* [ASSIGNMENT]: Write out once more the lines running from the top of the entries below to the line with "use std::pin::Pin;", both ends included.

* [DATA RECORDS]:

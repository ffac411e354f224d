//! Declarative stack engine abstraction.
//!
//! The engine owns idempotency and rollback: callers submit a whole template
//! and observe the stack status until it settles.

mod cloudformation;

use std::collections::BTreeMap;
use std::fmt;
use std::future::Future;
use std::pin::Pin;

pub use cloudformation::{CloudFormationEngine, CloudFormationError};

/// Future returned by engine operations.
pub type EngineFuture<'a, T, E> = Pin<Box<dyn Future<Output = Result<T, E>> + Send + 'a>>;

/// Status string reported by the engine for a stack.
#[derive(Clone, Debug, Eq, PartialEq)]
pub struct StackStatus(String);

/// Coarse classification of a [`StackStatus`].
#[derive(Clone, Copy, Debug, Eq, PartialEq)]
pub enum StackPhase {
    /// The engine is still applying changes.
    InProgress,
    /// The last change completed.
    Settled,
    /// The last change failed or was rolled back.
    Failed,
    /// The stack no longer exists.
    Deleted,
}

impl StackStatus {
    /// Wraps a raw status string.
    #[must_use]
    pub fn new(value: impl Into<String>) -> Self {
        Self(value.into())
    }

    /// Raw status string.
    #[must_use]
    pub fn as_str(&self) -> &str {
        &self.0
    }

    /// Classifies the status.
    ///
    /// Rollback completions count as failures even though the engine treats
    /// them as stable, because the requested change did not apply.
    #[must_use]
    pub fn phase(&self) -> StackPhase {
        let status = self.0.as_str();
        if status == "DELETE_COMPLETE" {
            StackPhase::Deleted
        } else if status.ends_with("_IN_PROGRESS") {
            StackPhase::InProgress
        } else if status.ends_with("_FAILED") || status.ends_with("ROLLBACK_COMPLETE") {
            StackPhase::Failed
        } else if status.ends_with("_COMPLETE") {
            StackPhase::Settled
        } else {
            StackPhase::Failed
        }
    }

    /// Whether the stack can only be deleted, never updated.
    #[must_use]
    pub fn requires_teardown(&self) -> bool {
        matches!(self.0.as_str(), "ROLLBACK_COMPLETE" | "ROLLBACK_FAILED")
    }
}

impl fmt::Display for StackStatus {
    fn fmt(&self, f: &mut fmt::Formatter<'_>) -> fmt::Result {
        f.write_str(&self.0)
    }
}

impl From<&str> for StackStatus {
    fn from(value: &str) -> Self {
        Self::new(value)
    }
}

/// Point-in-time view of a stack.
#[derive(Clone, Debug, Eq, PartialEq)]
pub struct StackSnapshot {
    /// Engine identifier of the stack.
    pub stack_id: String,
    /// Current status.
    pub status: StackStatus,
    /// Reason attached to the status, if any.
    pub status_reason: Option<String>,
    /// Outputs exported by the stack.
    pub outputs: BTreeMap<String, String>,
}

impl StackSnapshot {
    /// Account id embedded in the stack id, when it is an ARN.
    #[must_use]
    pub fn account_id(&self) -> Option<&str> {
        self.stack_id
            .strip_prefix("arn:")
            .and_then(|rest| rest.split(':').nth(3))
            .filter(|account| !account.is_empty())
    }
}

/// Result of submitting an update.
#[derive(Clone, Copy, Debug, Eq, PartialEq)]
pub enum UpdateOutcome {
    /// The engine accepted changes and is applying them.
    Started,
    /// The template matches the deployed stack.
    NoChanges,
}

/// Minimal interface implemented by stack engines.
pub trait StackEngine {
    /// Provider specific error type returned by the engine.
    type Error: std::error::Error + Send + Sync + 'static;

    /// Describes the named stack, returning `None` when it does not exist.
    fn describe<'a>(
        &'a self,
        stack_name: &'a str,
    ) -> EngineFuture<'a, Option<StackSnapshot>, Self::Error>;

    /// Creates the stack from `template_body` and returns its id.
    fn create<'a>(
        &'a self,
        stack_name: &'a str,
        template_body: &'a str,
    ) -> EngineFuture<'a, String, Self::Error>;

    /// Submits `template_body` as the new desired state of the stack.
    fn update<'a>(
        &'a self,
        stack_name: &'a str,
        template_body: &'a str,
    ) -> EngineFuture<'a, UpdateOutcome, Self::Error>;

    /// Requests deletion of the stack and every resource it owns.
    fn delete<'a>(&'a self, stack_name: &'a str) -> EngineFuture<'a, (), Self::Error>;
}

* [SOLUTION TO THE PROBLEM]:
repository ffac411e354f224d
//! Declarative stack engine abstraction.
//!
//! The engine owns idempotency and rollback: callers submit a whole template
//! and observe the stack status until it settles.

mod cloudformation;

use std::collections::BTreeMap;
use std::fmt;
use std::future::Future;
use std::pin::Pin;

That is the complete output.